The NASA Channel should definitely give you a regular spot!
From: "Sterling K. Webb" <[EMAIL PROTECTED]>
To: "Meteorite List" <meteorite-list@meteoritecentral.com>
Subject: [meteorite-list] OT: 3 NEW EXTRA-SOLAR PLANETS: NEPTUNES
ORSUPER-EARTHS?
Date: Thu, 18 May 2006 02:03:00 -0500
Hi,
With the extra-solar planet count now up over
170, a system with no Jupiter-sized (or larger) world
has been found, but with three moderate sized
worlds about the mass of Neptune or Uranus only
41 light years away.
While the article simply calls them "Neptune-like,"
that only describes their mass. (Mass and distance
are all we can detect, now.) The authors seem to
assume that they are gas giants that have migrated
inward their sun (a bias from one theory of planet
formation). Marcy, record-holder for the previously
smallest planet at 14 E-masses, called his find a
"Super Earth."
Here's the news article:
http://www.newscientistspace.com/article/dn9181-extrasolarplanet-hunters-find-tripleneptune-system.html
But if they are not migrated gas giants, but formed
in place, at these distances from their star, then what
they may really be are terrestrial in composition, or
Super-Earths, with 10, 12, and 18 Earth masses.
They are all closer to their star than the Earth, and
the inner two are likely quite hot. What would a Super
Earth be like?
If you start with the same recipe mix of ingredients
as the Earth and just made a bigger batch of planet, is
it just the same as the Earth, only more so? Nope,
more of the same is definitely not the same.
If the Earth were bigger, the volume of water would
increase faster than the increase in surface area, so the
oceans would be deeper. Because of the deeper
oceans and the greater gravity, the pressures at the
bottoms of those oceans would be much higher.
Continents and their mountains would be much
lower, because the temperatures in the crust would
increase faster with depth, until the fluid point would
be reached in the crust instead of the mantle like it is
on "our" Earth. Mountains can only pile up until the
pressures under them are about 3000 to 3500
atmospheres, and that zone would be reached at
shallower and shallower depths on a bigger and
bigger Earth.
Since the solid crust of a larger "Earth" would be
much thinner, heat transfer to the surface much faster,
vulcanism much livelier, plate tectonics much zippier.
Imagine an "Earth" exactly twice the diameter of our Earth:
16,000 miles across. It would have four times the surface area,
eight times the volume, and 12 times the mass (compressibility
squishes). It's surface gravity would be 3 times greater. The
escape velocity from the surface would 2.45 times greater.

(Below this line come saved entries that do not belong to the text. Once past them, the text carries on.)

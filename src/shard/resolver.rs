//! Shard discovery for a dataset directory
//!
//! Only directories whose name is a well-formed "YYYY-MM" label count as
//! shards. Anything else in the dataset directory is skipped.

use std::fs;
use std::path::{Path, PathBuf};
use tracing::{debug, warn};

use crate::shard::{ShardError, ShardLabel, ShardResult};

/// Enumerates the shards of a dataset
pub trait ShardResolver: Send + Sync {
    /// List the shard labels under `dataset_path` in ascending order
    fn list_shards(&self, dataset_path: &Path) -> ShardResult<Vec<ShardLabel>>;
}

/// Resolver reading shard directories straight from disk on every call
#[derive(Debug, Clone, Copy, Default)]
pub struct DirectoryResolver;

impl ShardResolver for DirectoryResolver {
    fn list_shards(&self, dataset_path: &Path) -> ShardResult<Vec<ShardLabel>> {
        let entries = fs::read_dir(dataset_path).map_err(|e| {
            ShardError::file_error(dataset_path, format!("Failed to list shards: {}", e))
        })?;

        let mut shards = Vec::new();

        for entry in entries {
            let entry = entry?;
            let name = entry.file_name();

            if !entry.file_type()?.is_dir() {
                debug!(dataset = %dataset_path.display(), entry = ?name, "ignoring non-directory entry");
                continue;
            }

            match name.to_str().map(str::parse::<ShardLabel>) {
                Some(Ok(label)) => shards.push(label),
                _ => {
                    warn!(dataset = %dataset_path.display(), entry = ?name, "skipping malformed shard directory");
                }
            }
        }

        shards.sort();

        Ok(shards)
    }
}

/// Get the directory of a shard inside a dataset
pub fn shard_path(dataset_path: &Path, label: &ShardLabel) -> PathBuf {
    dataset_path.join(label.to_string())
}
//! # cocoon_analytics
//!
//! A month-sharded analytics store. Each dataset is a directory with one
//! SQLite shard per calendar month (`<root>/<dataset>/<YYYY-MM>/`). Reads
//! are federated over the shards of the requested range and merged; shard
//! results of finished months are kept in a bounded LRU cache.
//!
//! ```no_run
//! use cocoon_analytics::{Analytic, Driver, DriverConfig, Params, SqliteDriver};
//! use chrono::Utc;
//! use url::Url;
//!
//! # fn main() -> cocoon_analytics::Result<()> {
//! let driver = SqliteDriver::open(DriverConfig::new().with_directory("/var/lib/analytics"))?;
//!
//! let url = Url::parse("http://localhost/website/query?cache=1").unwrap();
//! let params = Params::new("website", url);
//!
//! driver.insert(&params, &Analytic::new(Utc::now()).with_path("/"))?;
//! let visits = driver.query(&params)?;
//! # Ok(())
//! # }
//! ```

pub mod cache;
pub mod clock;
pub mod config;
pub mod driver;
pub mod error;
pub mod executor;
pub mod manager;
pub mod metrics;
pub mod model;
pub mod shard;

pub use cache::{CachedResult, ResultCache};
pub use clock::{Clock, FixedClock, SystemClock};
pub use config::DriverConfig;
pub use driver::{Driver, ShardedDriver};
pub use error::{Error, Result};
pub use executor::{QueryExecutor, SqliteExecutor};
pub use manager::{ConnectionManager, ShardHandle, SqliteManager};
pub use metrics::MetricsCollector;
pub use model::{
    Aggregate, Aggregates, Analytic, Analytics, Interval, Intervals, Params, Property, TimeRange,
};
pub use shard::{ShardLabel, ShardResolver};

/// Driver storing every shard in its own SQLite file
pub type SqliteDriver = ShardedDriver<SqliteManager, SqliteExecutor>;
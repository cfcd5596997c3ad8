//! Month-based shard management for analytics datasets
//!
//! A dataset is a directory holding one sub-directory per calendar month.
//! Each shard is identified by a "YYYY-MM" label that maps onto a sortable
//! YYYYMM integer, which is what range pruning and cache keys work with.

mod error;
mod label;
pub mod range;
mod resolver;

pub use error::{ShardError, ShardResult};
pub use label::{label_for, label_to_int, ShardLabel};
pub use resolver::{shard_path, DirectoryResolver, ShardResolver};

/// File name of the embedded database inside each shard directory
pub const SHARD_DB_FILE: &str = "analytics.db";
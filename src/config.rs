//! Configuration for the sharded driver
//!
//! This module provides configuration options for the analytics driver.

use std::path::{Path, PathBuf};
use std::time::Duration;
use serde::{Deserialize, Serialize};

use crate::error::{Error, Result};

/// Configuration options for a sharded driver
#[derive(Debug, Clone, Serialize, Deserialize)]
#[non_exhaustive]
pub struct DriverConfig {
    // Storage configuration
    /// Root directory holding one sub-directory per dataset
    pub directory: Option<PathBuf>,
    /// Milliseconds SQLite waits on a busy shard file before failing
    pub sqlite_busy_timeout_ms: u64,

    // Query settings
    /// Maximum number of shard results kept in the result cache
    pub cache_size: usize,
    /// Whether shards of one request are executed in parallel
    pub parallel_shard_queries: bool,

    // Additional settings
    /// Enable metrics collection
    pub collect_metrics: bool,
}

impl Default for DriverConfig {
    fn default() -> Self {
        Self {
            directory: None,
            sqlite_busy_timeout_ms: 5_000,

            cache_size: 1_000,
            parallel_shard_queries: false,

            collect_metrics: true,
        }
    }
}

impl DriverConfig {
    /// Create a new driver configuration with default values
    pub fn new() -> Self {
        Self::default()
    }

    /// Set the root data directory
    pub fn with_directory<P: AsRef<Path>>(mut self, path: P) -> Self {
        self.directory = Some(path.as_ref().to_path_buf());
        self
    }

    /// Set the SQLite busy timeout in milliseconds
    pub fn with_sqlite_busy_timeout_ms(mut self, timeout_ms: u64) -> Self {
        self.sqlite_busy_timeout_ms = timeout_ms;
        self
    }

    /// Set the number of cached shard results
    pub fn with_cache_size(mut self, size: usize) -> Self {
        self.cache_size = size;
        self
    }

    /// Set whether shards are queried in parallel
    pub fn with_parallel_shard_queries(mut self, parallel: bool) -> Self {
        self.parallel_shard_queries = parallel;
        self
    }

    /// Set whether to collect metrics
    pub fn with_collect_metrics(mut self, collect: bool) -> Self {
        self.collect_metrics = collect;
        self
    }

    /// Validate the configuration
    pub fn validate(&self) -> Result<()> {
        match self.directory {
            None => return Err(Error::config("A data directory is required")),
            Some(ref dir) if dir.as_os_str().is_empty() => {
                return Err(Error::config("Data directory must not be empty"));
            }
            Some(_) => {}
        }

        if self.cache_size < 1 {
            return Err(Error::config("Cache size must be at least 1 entry"));
        }

        Ok(())
    }

    /// Get the SQLite busy timeout as a Duration
    pub fn sqlite_busy_timeout(&self) -> Duration {
        Duration::from_millis(self.sqlite_busy_timeout_ms)
    }

    /// Create a human-readable string representation of the configuration
    pub fn to_string_pretty(&self) -> String {
        let mut result = String::new();

        result.push_str("=== Analytics Driver Configuration ===\n\n");

        result.push_str("Storage Configuration:\n");
        if let Some(ref dir) = self.directory {
            result.push_str(&format!("  Directory: {:?}\n", dir));
        }
        result.push_str(&format!("  SQLite Busy Timeout: {} ms\n", self.sqlite_busy_timeout_ms));

        result.push_str("\nQuery Settings:\n");
        result.push_str(&format!("  Cache Size: {} entries\n", self.cache_size));
        result.push_str(&format!("  Parallel Shard Queries: {}\n", self.parallel_shard_queries));

        result.push_str("\nAdditional Settings:\n");
        result.push_str(&format!("  Collect Metrics: {}\n", self.collect_metrics));

        result
    }

    /// Load configuration from a TOML file
    #[cfg(feature = "toml")]
    pub fn from_toml_file<P: AsRef<Path>>(path: P) -> Result<Self> {
        use std::fs::read_to_string;
        use toml::from_str;

        let content = read_to_string(path)?;
        let config = from_str(&content)
            .map_err(|e| Error::config(format!("Failed to parse TOML: {}", e)))?;

        Ok(config)
    }

    /// Save configuration to a TOML file
    #[cfg(feature = "toml")]
    pub fn to_toml_file<P: AsRef<Path>>(&self, path: P) -> Result<()> {
        use std::fs::write;
        use toml::to_string_pretty;

        let content = to_string_pretty(self)
            .map_err(|e| Error::config(format!("Failed to serialize to TOML: {}", e)))?;

        write(path, content)?;

        Ok(())
    }
}
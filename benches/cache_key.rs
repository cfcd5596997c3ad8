//! Cache key normalization and per-shard merge benchmarks

use std::sync::Arc;

use cocoon_analytics::cache::{build_key, KeyInputs};
use cocoon_analytics::driver::merge_aggregates;
use cocoon_analytics::{Aggregate, Aggregates};
use criterion::{black_box, criterion_group, criterion_main, BenchmarkId, Criterion};
use rand::rngs::StdRng;
use rand::{Rng, SeedableRng};
use url::Url;

fn bench_build_key(c: &mut Criterion) {
    let url = Url::parse(
        "http://localhost/api/website/group/path?cache=1&start=2015-10-05&end=2016-02-01&unique=true",
    )
    .unwrap();
    let inputs = KeyInputs::new("aggregates")
        .with("property", Some("path"))
        .with("unique", Some(true));

    let mut group = c.benchmark_group("build_key");
    for shard in [201510u32, 201512, 201602] {
        group.bench_with_input(BenchmarkId::from_parameter(shard), &shard, |b, &shard| {
            b.iter(|| build_key(black_box(&url), &inputs, shard, 201510, 201602, 201601))
        });
    }
    group.finish();
}

fn shard_aggregates(shards: usize, ids: usize, seed: u64) -> Vec<Arc<Aggregates>> {
    let mut rng = StdRng::seed_from_u64(seed);
    (0..shards)
        .map(|_| {
            let list = (0..ids)
                .map(|id| Aggregate {
                    id: format!("/page/{}", id),
                    total: rng.gen_range(1..10_000),
                    unique: rng.gen_range(0..1_000),
                })
                .collect();
            Arc::new(Aggregates { list })
        })
        .collect()
}

fn bench_merge_aggregates(c: &mut Criterion) {
    let mut group = c.benchmark_group("merge_aggregates");
    for shards in [1usize, 12, 60] {
        let parts = shard_aggregates(shards, 500, 42);
        group.bench_with_input(BenchmarkId::from_parameter(shards), &parts, |b, parts| {
            b.iter(|| merge_aggregates(black_box(parts)))
        });
    }
    group.finish();
}

criterion_group!(benches, bench_build_key, bench_merge_aggregates);
criterion_main!(benches);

Because it would have 12 times the water but only four
times the surface, the average ocean depth would be about 9000
meters! The pressure at the depths of these oceans would be
about 3000 atmospheres. The highest mountains possible would be
about 4000 meters (calculating from the median diameter), so if
you were the greatest mountain climber on the Super Earth,
standing on the top of Super Earth's highest mountain, you would
have 5000 meters of water above you!
Whoops! No continents. The Super Earth is a WaterWorld.
On our Earth, the crust is about 30 kilometers thick, but
the lithosphere (rocks that stay stiff and not slushy and
slippy) is about 75 kilometers, so the Earth's lithosphere
contains all the crust and the top part of the mantle.
The crust of the Super Earth would be about 90 km thick, but
the lithosphere would only be about 30 kilometers thick. This
means that it would be very difficult to sink pieces of crust
(subduction) and equally difficult to bring deep basalt magmas
to the surface.
On the other hand, the Super Earth's silicate crust would be
recylced very rapidly with lots of local vulcanism and
"hotspots" and have a very similar composition everywhere. The
only weathering that would be possible would be chemical,
because all the volitiles are released into the oceans rather
than the atmosphere.
The only question we can't answer is how hot or cold a
Super Earth would be, since that depends on the distunce to its
Sun. Too far away and the oceans turn to ice, even Ice III
which sinks. Too close and the oceans boil away, creating a
Super Venus. Perhaps the 18 Earth mass planet is a Super
Venus. Even that is problematical, since it's really hard to
strip the atmosphere and oceans away from a planet that has an
escape velocity of more than 32,000 meters per second!
(Or in the case of the middle one, 12 Earth mass world,
27,400 m/sec.)
So a bigger Earth is not just a bigger Earth. Knowing that
somebody will ask how big a bigger Earth has to be before
there's no land at all, just oceans, the answer is: somewhere
between 2-1/2 and 3 Earth masses is the point where the median
ocean depths equal the height of the highest possible mountain.